//! Small helpers shared by the HTTP-backed clients.

use reqwest::{Client, Response, StatusCode};
use std::time::Duration;

/// Build a reqwest client with the service user agent and a per-request timeout.
pub(crate) fn build_client(purpose: &str, timeout: Duration) -> reqwest::Result<Client> {
    Client::builder()
        .user_agent(format!("docingest/{purpose}"))
        .timeout(timeout)
        .build()
}

/// Parse a base URL and strip trailing slashes from its path.
pub(crate) fn normalize_base_url(url: &str) -> Result<String, String> {
    let mut parsed = reqwest::Url::parse(url).map_err(|err| err.to_string())?;
    let path = parsed.path().trim_end_matches('/').to_string();
    parsed.set_path(&path);
    Ok(parsed.to_string())
}

/// Join a base URL and a relative path with exactly one separating slash.
pub(crate) fn format_endpoint(base: &str, path: &str) -> String {
    let base = base.trim_end_matches('/');
    let path = path.trim_start_matches('/');
    format!("{base}/{path}")
}

/// Drain a failed response into its status and body text.
pub(crate) async fn failure_parts(response: Response) -> (StatusCode, String) {
    let status = response.status();
    let body = response.text().await.unwrap_or_default();
    (status, body)
}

·····

Exercise requirements: Once you reach the line that contains "pub(crate) fn format_endpoint(base: &str, path: &str)", transcribe it and all remaining lines of the listing exactly; skip everything before it.

Response to the task:
pub(crate) fn format_endpoint(base: &str, path: &str) -> String {
    let base = base.trim_end_matches('/');
    let path = path.trim_start_matches('/');
    format!("{base}/{path}")
}

/// Drain a failed response into its status and body text.
pub(crate) async fn failure_parts(response: Response) -> (StatusCode, String) {
    let status = response.status();
    let body = response.text().await.unwrap_or_default();
    (status, body)
}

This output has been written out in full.